Start of Source information
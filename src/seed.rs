use crate::models::{Category, Job};

struct SeedJob {
    id: i64,
    title: &'static str,
    description: &'static str,
    price: &'static str,
    location: &'static str,
    time: &'static str,
    category: &'static str,
    skills: &'static [&'static str],
    match_score: i32,
    author: &'static str,
    date: &'static str,
    icon: &'static str,
}

const SAMPLE_JOBS: &[SeedJob] = &[
    SeedJob {
        id: 1,
        title: "Hjälp med IKEA-möbelmontering",
        description: "Behöver hjälp att montera en BILLY bokhylla och en MALM säng. Har alla delar och instruktioner.",
        price: "450 kr",
        location: "Stockholm, Södermalm",
        time: "2-3 timmar",
        category: "assembly",
        skills: &["Möbelmontering", "DIY"],
        match_score: 95,
        author: "Anna",
        date: "Idag",
        icon: "fas fa-tools",
    },
    SeedJob {
        id: 2,
        title: "Transport av soffa",
        description: "Behöver hjälp att transportera en 3-sits soffa från Kungens kurva till Sollentuna. Har bil med takräcke.",
        price: "700 kr",
        location: "Stockholm, Kungens kurva",
        time: "Halvdag",
        category: "moving",
        skills: &["Transport", "Lastning"],
        match_score: 82,
        author: "Marcus",
        date: "Idag",
        icon: "fas fa-truck-moving",
    },
    SeedJob {
        id: 3,
        title: "Hjälp med datorinstallation",
        description: "Behöver hjälp att installera Windows och sätta upp skrivare och wifi på min nya dator.",
        price: "350 kr",
        location: "Stockholm, Vasastan",
        time: "1-2 timmar",
        category: "tech",
        skills: &["Tekniksupport", "Installation"],
        match_score: 78,
        author: "Elin",
        date: "Igår",
        icon: "fas fa-laptop",
    },
    SeedJob {
        id: 4,
        title: "Städhjälp inför fest",
        description: "Behöver extra städhjälp i lägenheten (85 kvm) inför en fest på lördag.",
        price: "600 kr",
        location: "Stockholm, Östermalm",
        time: "3-4 timmar",
        category: "cleaning",
        skills: &["Städning", "Organisation"],
        match_score: 65,
        author: "David",
        date: "Igår",
        icon: "fas fa-broom",
    },
    SeedJob {
        id: 5,
        title: "Måla om ett rum",
        description: "Behöver hjälp att måla om ett sovrum på ca 15 kvm. All material finns på plats.",
        price: "1200 kr",
        location: "Stockholm, Hägersten",
        time: "Helgdag",
        category: "painting",
        skills: &["Måleri", "Renovering"],
        match_score: 88,
        author: "Sofia",
        date: "2 dagar sedan",
        icon: "fas fa-paint-roller",
    },
    SeedJob {
        id: 6,
        title: "Hjälp med flytt",
        description: "Behöver hjälp att bära möbler och kartonger från 3:e våningen (hiss finns).",
        price: "900 kr",
        location: "Stockholm, Bromma",
        time: "Halvdag",
        category: "moving",
        skills: &["Flytt", "Lastning"],
        match_score: 91,
        author: "Johan",
        date: "2 dagar sedan",
        icon: "fas fa-box-open",
    },
];

const CATEGORIES: &[(&str, &str, &str, u32)] = &[
    ("assembly", "Montering", "fas fa-tools", 24),
    ("moving", "Flytt & Transport", "fas fa-truck-moving", 18),
    ("tech", "Teknikhjälp", "fas fa-laptop", 32),
    ("cleaning", "Städning", "fas fa-broom", 15),
    ("garden", "Trädgård", "fas fa-leaf", 12),
    ("repair", "Reparation", "fas fa-wrench", 9),
    ("painting", "Måleri", "fas fa-paint-roller", 11),
    ("other", "Övrigt", "fas fa-tasks", 7),
];

/// The fixed job list loaded at startup. Scores are the placeholder values
/// shown before the scorer has run.
pub fn sample_jobs() -> Vec<Job> {
    SAMPLE_JOBS
        .iter()
        .map(|s| Job {
            id: s.id,
            title: s.title.to_string(),
            description: s.description.to_string(),
            price: s.price.to_string(),
            location: s.location.to_string(),
            time: s.time.to_string(),
            category: s.category.to_string(),
            skills: s.skills.iter().map(|k| k.to_string()).collect(),
            author: s.author.to_string(),
            date: s.date.to_string(),
            icon: s.icon.to_string(),
            match_score: s.match_score,
        })
        .collect()
}

pub fn categories() -> Vec<Category> {
    CATEGORIES
        .iter()
        .map(|(id, name, icon, count)| Category {
            id: id.to_string(),
            name: name.to_string(),
            icon: icon.to_string(),
            count: *count,
        })
        .collect()
}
End of Source information
• _Prompt_
Would you please write out the entries again exactly?

• _Answer to the problem_
filename src/seed.rs
use crate::models::{Category, Job};

struct SeedJob {
    id: i64,
    title: &'static str,
    description: &'static str,
    price: &'static str,
    location: &'static str,
    time: &'static str,
    category: &'static str,
    skills: &'static [&'static str],
    match_score: i32,
    author: &'static str,
    date: &'static str,
    icon: &'static str,
}

const SAMPLE_JOBS: &[SeedJob] = &[
    SeedJob {
        id: 1,
        title: "Hjälp med IKEA-möbelmontering",
        description: "Behöver hjälp att montera en BILLY bokhylla och en MALM säng. Har alla delar och instruktioner.",
        price: "450 kr",
        location: "Stockholm, Södermalm",
        time: "2-3 timmar",
        category: "assembly",
        skills: &["Möbelmontering", "DIY"],
        match_score: 95,
        author: "Anna",
        date: "Idag",
        icon: "fas fa-tools",
    },
    SeedJob {
        id: 2,
        title: "Transport av soffa",
        description: "Behöver hjälp att transportera en 3-sits soffa från Kungens kurva till Sollentuna. Har bil med takräcke.",
        price: "700 kr",
        location: "Stockholm, Kungens kurva",
        time: "Halvdag",
        category: "moving",
        skills: &["Transport", "Lastning"],
        match_score: 82,
        author: "Marcus",
        date: "Idag",
        icon: "fas fa-truck-moving",
    },
    SeedJob {
        id: 3,
        title: "Hjälp med datorinstallation",
        description: "Behöver hjälp att installera Windows och sätta upp skrivare och wifi på min nya dator.",
        price: "350 kr",
        location: "Stockholm, Vasastan",
        time: "1-2 timmar",
        category: "tech",
        skills: &["Tekniksupport", "Installation"],
        match_score: 78,
        author: "Elin",
        date: "Igår",
        icon: "fas fa-laptop",
    },
    SeedJob {
        id: 4,
        title: "Städhjälp inför fest",
        description: "Behöver extra städhjälp i lägenheten (85 kvm) inför en fest på lördag.",
        price: "600 kr",
        location: "Stockholm, Östermalm",
        time: "3-4 timmar",
        category: "cleaning",
        skills: &["Städning", "Organisation"],
        match_score: 65,
        author: "David",
        date: "Igår",
        icon: "fas fa-broom",
    },
    SeedJob {
        id: 5,
        title: "Måla om ett rum",
        description: "Behöver hjälp att måla om ett sovrum på ca 15 kvm. All material finns på plats.",
        price: "1200 kr",
        location: "Stockholm, Hägersten",
        time: "Helgdag",
        category: "painting",
        skills: &["Måleri", "Renovering"],
        match_score: 88,
        author: "Sofia",
        date: "2 dagar sedan",
        icon: "fas fa-paint-roller",
    },
    SeedJob {
        id: 6,
        title: "Hjälp med flytt",
        description: "Behöver hjälp att bära möbler och kartonger från 3:e våningen (hiss finns).",
        price: "900 kr",
        location: "Stockholm, Bromma",
        time: "Halvdag",
        category: "moving",
        skills: &["Flytt", "Lastning"],
        match_score: 91,
        author: "Johan",
        date: "2 dagar sedan",
        icon: "fas fa-box-open",
    },
];

const CATEGORIES: &[(&str, &str, &str, u32)] = &[
    ("assembly", "Montering", "fas fa-tools", 24),
    ("moving", "Flytt & Transport", "fas fa-truck-moving", 18),
    ("tech", "Teknikhjälp", "fas fa-laptop", 32),
    ("cleaning", "Städning", "fas fa-broom", 15),
    ("garden", "Trädgård", "fas fa-leaf", 12),
    ("repair", "Reparation", "fas fa-wrench", 9),
    ("painting", "Måleri", "fas fa-paint-roller", 11),
    ("other", "Övrigt", "fas fa-tasks", 7),
];

/// The fixed job list loaded at startup. Scores are the placeholder values
/// shown before the scorer has run.
pub fn sample_jobs() -> Vec<Job> {
    SAMPLE_JOBS
        .iter()
        .map(|s| Job {
            id: s.id,
            title: s.title.to_string(),
            description: s.description.to_string(),
            price: s.price.to_string(),
            location: s.location.to_string(),
            time: s.time.to_string(),
            category: s.category.to_string(),
            skills: s.skills.iter().map(|k| k.to_string()).collect(),
            author: s.author.to_string(),
            date: s.date.to_string(),
            icon: s.icon.to_string(),
            match_score: s.match_score,
        })
        .collect()
}

pub fn categories() -> Vec<Category> {
    CATEGORIES
        .iter()
        .map(|(id, name, icon, count)| Category {
            id: id.to_string(),
            name: name.to_string(),
            icon: icon.to_string(),
            count: *count,
        })
        .collect()
}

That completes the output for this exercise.